▸ WHAT TO DO: All lines before the one containing "for humans only.", plus that line itself, are to be printed exactly as they appear below.

=== INPUT RECORDS ===

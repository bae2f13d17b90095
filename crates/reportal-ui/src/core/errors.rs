//! Client-side error taxonomy.
//!
//! # Design
//! - Every failure is converted into an [`OperationError`] at the operation boundary.
//! - Classification drives UI treatment; the message is for humans only.
//! - Seam errors (transport, save) stay separate so adapters can report detail.

use thiserror::Error;

/// Classification of an operation failure.
#[derive(Clone, Copy, Debug, PartialEq, Eq)]
pub enum ErrorKind {
    /// Session probe failed with something other than `401`.
    ServiceUnavailable,
    /// Report retrieval answered `401`; the session is gone.
    SessionExpired,
    /// Report retrieval answered `403`.
    AccessDenied,
    /// Report retrieval answered `404`; nothing has been generated yet.
    NoDataYet,
    /// Any other non-2xx status.
    UnexpectedStatus(u16),
    /// `2xx` with a zero-length body.
    EmptyArtifact,
    /// The request never produced a status.
    NetworkFailure,
    /// The logout call failed with a status, local state was cleared anyway.
    LoggedOutWithWarning,
    /// The logout call never reached the BFF, local state was cleared anyway.
    LoggedOutOffline,
    /// The browser refused to hand the artifact to the user.
    SaveFailed,
}

impl ErrorKind {
    /// Translation key for the user-facing message.
    #[must_use]
    pub const fn message_key(self) -> &'static str {
        match self {
            Self::ServiceUnavailable => "errors.service_unavailable",
            Self::SessionExpired => "errors.session_expired",
            Self::AccessDenied => "errors.access_denied",
            Self::NoDataYet => "errors.no_data_yet",
            Self::UnexpectedStatus(_) => "errors.unexpected_status",
            Self::EmptyArtifact => "errors.empty_artifact",
            Self::NetworkFailure => "errors.network_failure",
            Self::LoggedOutWithWarning => "errors.logged_out_with_warning",
            Self::LoggedOutOffline => "errors.logged_out_offline",
            Self::SaveFailed => "errors.save_failed",
        }
    }

    /// Stable machine-readable label used in logs.
    #[must_use]
    pub const fn label(self) -> &'static str {
        match self {
            Self::ServiceUnavailable => "service_unavailable",
            Self::SessionExpired => "session_expired",
            Self::AccessDenied => "access_denied",
            Self::NoDataYet => "no_data_yet",
            Self::UnexpectedStatus(_) => "unexpected_status",
            Self::EmptyArtifact => "empty_artifact",
            Self::NetworkFailure => "network_failure",
            Self::LoggedOutWithWarning => "logged_out_with_warning",
            Self::LoggedOutOffline => "logged_out_offline",
            Self::SaveFailed => "save_failed",
        }
    }

    /// Whether the condition is informational rather than a failure.
    #[must_use]
    pub const fn is_informational(self) -> bool {
        matches!(self, Self::NoDataYet)
    }

    fn default_message(self) -> String {
        match self {
            Self::ServiceUnavailable => {
                "The sign-in service is unavailable. Reload the page to try again.".to_string()
            }
            Self::SessionExpired => "Your session has expired. Please sign in again.".to_string(),
            Self::AccessDenied => "You do not have access to this report.".to_string(),
            Self::NoDataYet => "No report data is available for your account yet.".to_string(),
            Self::UnexpectedStatus(status) => {
                format!("The server returned an unexpected response (HTTP {status}).")
            }
            Self::EmptyArtifact => "The server returned an empty report.".to_string(),
            Self::NetworkFailure => {
                "The server could not be reached. Check your connection.".to_string()
            }
            Self::LoggedOutWithWarning => {
                "You have been signed out locally, but the server reported a problem.".to_string()
            }
            Self::LoggedOutOffline => {
                "You have been signed out locally; the server could not be reached.".to_string()
            }
            Self::SaveFailed => "The report could not be saved by the browser.".to_string(),
        }
    }
}

/// Failure attached to UI state after an operation.
#[derive(Clone, Debug, PartialEq, Eq, Error)]
#[error("{message}")]
pub struct OperationError {
    /// Classification.
    pub kind: ErrorKind,
    /// Human-readable English message.
    pub message: String,
}

impl OperationError {
    /// Build an error with the default message for `kind`.
    #[must_use]
    pub fn new(kind: ErrorKind) -> Self {
        Self {
            kind,
            message: kind.default_message(),
        }
    }

    /// Status code carried by [`ErrorKind::UnexpectedStatus`].
    #[must_use]
    pub const fn status(&self) -> Option<u16> {
        match self.kind {
            ErrorKind::UnexpectedStatus(status) => Some(status),
            _ => None,
        }
    }

    /// Whether the UI should present this as information, not failure.
    #[must_use]
    pub const fn is_informational(&self) -> bool {
        self.kind.is_informational()
    }
}

impl From<ErrorKind> for OperationError {
    fn from(kind: ErrorKind) -> Self {
        Self::new(kind)
    }
}

/// Failure raised by a transport before a usable response exists.
#[derive(Clone, Debug, PartialEq, Eq, Error)]
pub enum TransportError {
    /// Connection, DNS, CORS or timeout failure.
    #[error("network request failed: {detail}")]
    Network {
        /// Adapter-provided detail.
        detail: String,
    },
    /// The status arrived but the body could not be read.
    #[error("response body could not be read: {detail}")]
    Body {
        /// Adapter-provided detail.
        detail: String,
    },
}

/// Failure raised by the host while saving an artifact.
#[derive(Clone, Debug, PartialEq, Eq, Error)]
#[error("saving `{filename}` failed: {detail}")]
pub struct SaveError {
    /// File the host attempted to save.
    pub filename: String,
    /// Host-provided detail.
    pub detail: String,
}
use crate::components::alert::ErrorAlert;
use crate::core::errors::OperationError;
use crate::i18n::{DEFAULT_LOCALE, TranslationBundle};
use yew::prelude::*;

#[derive(Properties, PartialEq)]
pub(crate) struct ReportPanelProps {
    pub(crate) busy: bool,
    pub(crate) error: Option<OperationError>,
    pub(crate) on_download: Callback<()>,
}

/// Download control for the signed-in user.
#[function_component(ReportPanel)]
pub(crate) fn report_panel(props: &ReportPanelProps) -> Html {
    let bundle = use_context::<TranslationBundle>()
        .unwrap_or_else(|| TranslationBundle::new(DEFAULT_LOCALE));
    let on_click = {
        let on_download = props.on_download.clone();
        Callback::from(move |_| on_download.emit(()))
    };
    let label = if props.busy {
        html! {
            <>
                <span class="loading loading-spinner loading-sm" />
                {bundle.text("report.downloading", "Downloading…")}
            </>
        }
    } else {
        html! { {bundle.text("report.download", "Download report")} }
    };

    html! {
        <div class="card bg-base-200 shadow">
            <div class="card-body gap-4">
                <h2 class="card-title">{bundle.text("report.title", "Your report")}</h2>
                <p class="opacity-70">{bundle.text("report.body", "")}</p>
                {props.error.clone().map(|error| html! { <ErrorAlert {error} /> }).unwrap_or_default()}
                <div class="card-actions justify-end">
                    <button class="btn btn-primary" disabled={props.busy} onclick={on_click}>
                        {label}
                    </button>
                </div>
            </div>
        </div>
    }
}
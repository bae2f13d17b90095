//! `gloo-net` transport that rides the browser's session cookie.

use crate::core::config::endpoint_url;
use crate::core::errors::TransportError;
use crate::services::transport::{BffTransport, HttpResponse};
use async_trait::async_trait;
use gloo_net::http::Request;
use web_sys::RequestCredentials;

/// Credentialed fetch client bound to one BFF origin.
#[derive(Clone, Debug)]
pub(crate) struct GlooTransport {
    base_url: String,
}

impl GlooTransport {
    pub(crate) fn new(base_url: impl Into<String>) -> Self {
        Self {
            base_url: base_url.into(),
        }
    }
}

#[async_trait(?Send)]
impl BffTransport for GlooTransport {
    async fn get(&self, path: &str) -> Result<HttpResponse, TransportError> {
        let url = endpoint_url(&self.base_url, path);
        let response = Request::get(&url)
            .credentials(RequestCredentials::Include)
            .send()
            .await
            .map_err(|err| TransportError::Network {
                detail: err.to_string(),
            })?;
        let headers = response.headers();
        let head = HttpResponse {
            status: response.status(),
            content_disposition: headers.get("content-disposition"),
            content_type: headers.get("content-type"),
            body: Vec::new(),
        };
        let body = response
            .binary()
            .await
            .map_err(|err| TransportError::Body {
                detail: err.to_string(),
            });
        HttpResponse::from_read(head, body)
    }
}
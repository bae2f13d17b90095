pub(crate) mod alert;
pub(crate) mod report;
pub(crate) mod session;
pub(crate) mod shell;
pub(crate) mod toast;
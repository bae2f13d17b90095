use crate::app::api::PortalCtx;
use crate::components::report::ReportPanel;
use crate::components::session::{CheckingSession, SessionUnavailable, SignedOut};
use crate::components::shell::AppShell;
use crate::components::toast::ToastHost;
use crate::core::report::format_size;
use crate::core::store::{AppStore, dismiss_toast, push_toast};
use crate::core::view::{PortalView, select_view};
use crate::i18n::TranslationBundle;
use crate::services::report::DownloadOutcome;
use preferences::{clear_legacy_auth_markers, load_config, load_locale};
use reportal_telemetry::{LoggingConfig, init_logging};
use yew::prelude::*;
use yewdux::prelude::{Dispatch, use_selector};

mod api;
mod preferences;

#[function_component(ReportalApp)]
pub(crate) fn reportal_app() -> Html {
    let locale = use_state(load_locale);
    let ctx = use_memo(|_| PortalCtx::new(load_config()), ());
    let view = use_selector(|store: &AppStore| select_view(store));
    let toasts = use_selector(|store: &AppStore| store.notices.toasts.clone());
    let dispatch = Dispatch::<AppStore>::new();
    let bundle = {
        let locale = *locale;
        use_memo(move |_| TranslationBundle::new(locale), locale)
    };

    {
        let ctx = (*ctx).clone();
        use_effect_with_deps(
            move |_| {
                yew::platform::spawn_local(async move {
                    ctx.session.probe_session().await;
                });
                || ()
            },
            (),
        );
    }

    let on_login = {
        let ctx = (*ctx).clone();
        Callback::from(move |()| ctx.session.begin_login())
    };
    let on_reload = {
        let ctx = (*ctx).clone();
        Callback::from(move |()| ctx.session.reload())
    };
    let on_logout = {
        let ctx = (*ctx).clone();
        Callback::from(move |()| {
            let ctx = ctx.clone();
            yew::platform::spawn_local(async move {
                ctx.session.logout().await;
            });
        })
    };
    let on_download = {
        let ctx = (*ctx).clone();
        let dispatch = dispatch.clone();
        let bundle = (*bundle).clone();
        Callback::from(move |()| {
            let ctx = ctx.clone();
            let dispatch = dispatch.clone();
            let bundle = bundle.clone();
            yew::platform::spawn_local(async move {
                if let DownloadOutcome::Saved(saved) = ctx.reports.download().await {
                    let size = format_size(saved.bytes);
                    let message = bundle.format(
                        "report.saved",
                        "Saved {filename} ({size})",
                        &[("filename", &saved.filename), ("size", &size)],
                    );
                    dispatch.reduce_mut(|store| {
                        push_toast(store, message);
                    });
                }
            });
        })
    };
    let on_dismiss = Callback::from(move |id: u64| {
        dispatch.reduce_mut(|store| dismiss_toast(store, id));
    });

    let identity = match &*view {
        PortalView::LoggedIn { identity, .. } => Some(identity.clone()),
        _ => None,
    };
    let logout_busy = matches!(&*view, PortalView::LoggedIn { busy: true, .. });

    let body = match (*view).clone() {
        PortalView::CheckingSession => html! { <CheckingSession /> },
        PortalView::SessionUnavailable { error } => {
            html! { <SessionUnavailable {error} on_reload={on_reload} /> }
        }
        PortalView::LoggedOut { error } => html! { <SignedOut {error} on_login={on_login} /> },
        PortalView::LoggedIn { busy, error, .. } => {
            html! { <ReportPanel {busy} {error} on_download={on_download} /> }
        }
    };

    html! {
        <ContextProvider<TranslationBundle> context={(*bundle).clone()}>
            <AppShell {identity} busy={logout_busy} on_logout={on_logout}>
                {body}
            </AppShell>
            <ToastHost toasts={(*toasts).clone()} on_dismiss={on_dismiss} />
        </ContextProvider<TranslationBundle>>
    }
}

/// Entrypoint invoked by the wasm binary.
pub fn run_app() {
    console_error_panic_hook::set_once();
    if let Err(err) = init_logging(&LoggingConfig::default()) {
        gloo::console::error!("logging initialisation failed", err.to_string());
    }
    clear_legacy_auth_markers();
    tracing::info!(build = reportal_telemetry::build_id(), "reportal starting");
    if let Some(root) = gloo::utils::document().get_element_by_id("root") {
        yew::Renderer::<ReportalApp>::with_root(root).render();
    } else {
        yew::Renderer::<ReportalApp>::new().render();
    }
}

===

▸ EXERCISE SOLUTION:
repository bae2f13d17b90095
filename crates/reportal-ui/src/core/errors.rs
//! Client-side error taxonomy.
//!
//! # Design
//! - Every failure is converted into an [`OperationError`] at the operation boundary.
//! - Classification drives UI treatment; the message is for humans only.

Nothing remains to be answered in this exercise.